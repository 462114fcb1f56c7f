//! `POST /subscribe` — what the "Subscribe now" button should do.

use axum::{Json, extract::State};
use paywall_core::{
  access::{SubscribeDecision, decide_for_subscribe_action},
  provider::{CheckoutRequest, PaymentProvider},
};
use serde::Serialize;
use tracing::info;

use crate::{
  AppState, Backend, Payments,
  error::Error,
  session::VisitorToken,
};

#[derive(Debug, Serialize)]
#[serde(tag = "action", rename_all = "snake_case")]
pub enum SubscribeResponse {
  /// Start the external sign-in flow.
  SignIn { url: String },
  /// Already subscribed; client navigates locally.
  Navigate { url: String },
  /// Redirect to the provider-hosted checkout page.
  Checkout {
    #[serde(rename = "sessionId")]
    session_id: String,
    url:        String,
  },
}

pub async fn handler<B: Backend, P: Payments>(
  State(state): State<AppState<B, P>>,
  token: VisitorToken,
) -> Result<Json<SubscribeResponse>, Error> {
  let session = state.sessions.interactive(token.token()).await;
  let decision = decide_for_subscribe_action(&session);
  info!(decision = decision.as_ref(), "subscribe requested");

  let response = match decision {
    SubscribeDecision::SignIn => SubscribeResponse::SignIn {
      url: state.config.sign_in_url.clone(),
    },
    SubscribeDecision::NavigateTo(url) => SubscribeResponse::Navigate { url },
    SubscribeDecision::Checkout => {
      let base = state.config.base_url.trim_end_matches('/');
      let checkout = state
        .payments
        .create_checkout_session(CheckoutRequest {
          price_id:       state.config.stripe_price_id.clone(),
          customer_email: session.email().map(str::to_owned),
          success_url:    format!("{base}/posts"),
          cancel_url:     format!("{base}/"),
        })
        .await
        .map_err(Error::payment)?;
      SubscribeResponse::Checkout { session_id: checkout.id, url: checkout.url }
    }
  };
  Ok(Json(response))
}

★ ★ ★

* _What you will do_
Nothing is to be left out when the listing is copied, and every line must match exactly.

* _Output below_
repository 462114fcb1f56c7f
//! `POST /subscribe` — what the "Subscribe now" button should do.

use axum::{Json, extract::State};
use paywall_core::{
  access::{SubscribeDecision, decide_for_subscribe_action},
  provider::{CheckoutRequest, PaymentProvider},
};
use serde::Serialize;
use tracing::info;

use crate::{
  AppState, Backend, Payments,
  error::Error,
  session::VisitorToken,
};

#[derive(Debug, Serialize)]
#[serde(tag = "action", rename_all = "snake_case")]
pub enum SubscribeResponse {
  /// Start the external sign-in flow.
  SignIn { url: String },
  /// Already subscribed; client navigates locally.
  Navigate { url: String },
  /// Redirect to the provider-hosted checkout page.
  Checkout {
    #[serde(rename = "sessionId")]
    session_id: String,
    url:        String,
  },
}

pub async fn handler<B: Backend, P: Payments>(
  State(state): State<AppState<B, P>>,
  token: VisitorToken,
) -> Result<Json<SubscribeResponse>, Error> {
  let session = state.sessions.interactive(token.token()).await;
  let decision = decide_for_subscribe_action(&session);
  info!(decision = decision.as_ref(), "subscribe requested");

  let response = match decision {
    SubscribeDecision::SignIn => SubscribeResponse::SignIn {
      url: state.config.sign_in_url.clone(),
    },
    SubscribeDecision::NavigateTo(url) => SubscribeResponse::Navigate { url },
    SubscribeDecision::Checkout => {
      let base = state.config.base_url.trim_end_matches('/');
      let checkout = state
        .payments
        .create_checkout_session(CheckoutRequest {
          price_id:       state.config.stripe_price_id.clone(),
          customer_email: session.email().map(str::to_owned),
          success_url:    format!("{base}/posts"),
          cancel_url:     format!("{base}/"),
        })
        .await
        .map_err(Error::payment)?;
      SubscribeResponse::Checkout { session_id: checkout.id, url: checkout.url }
    }
  };
  Ok(Json(response))
}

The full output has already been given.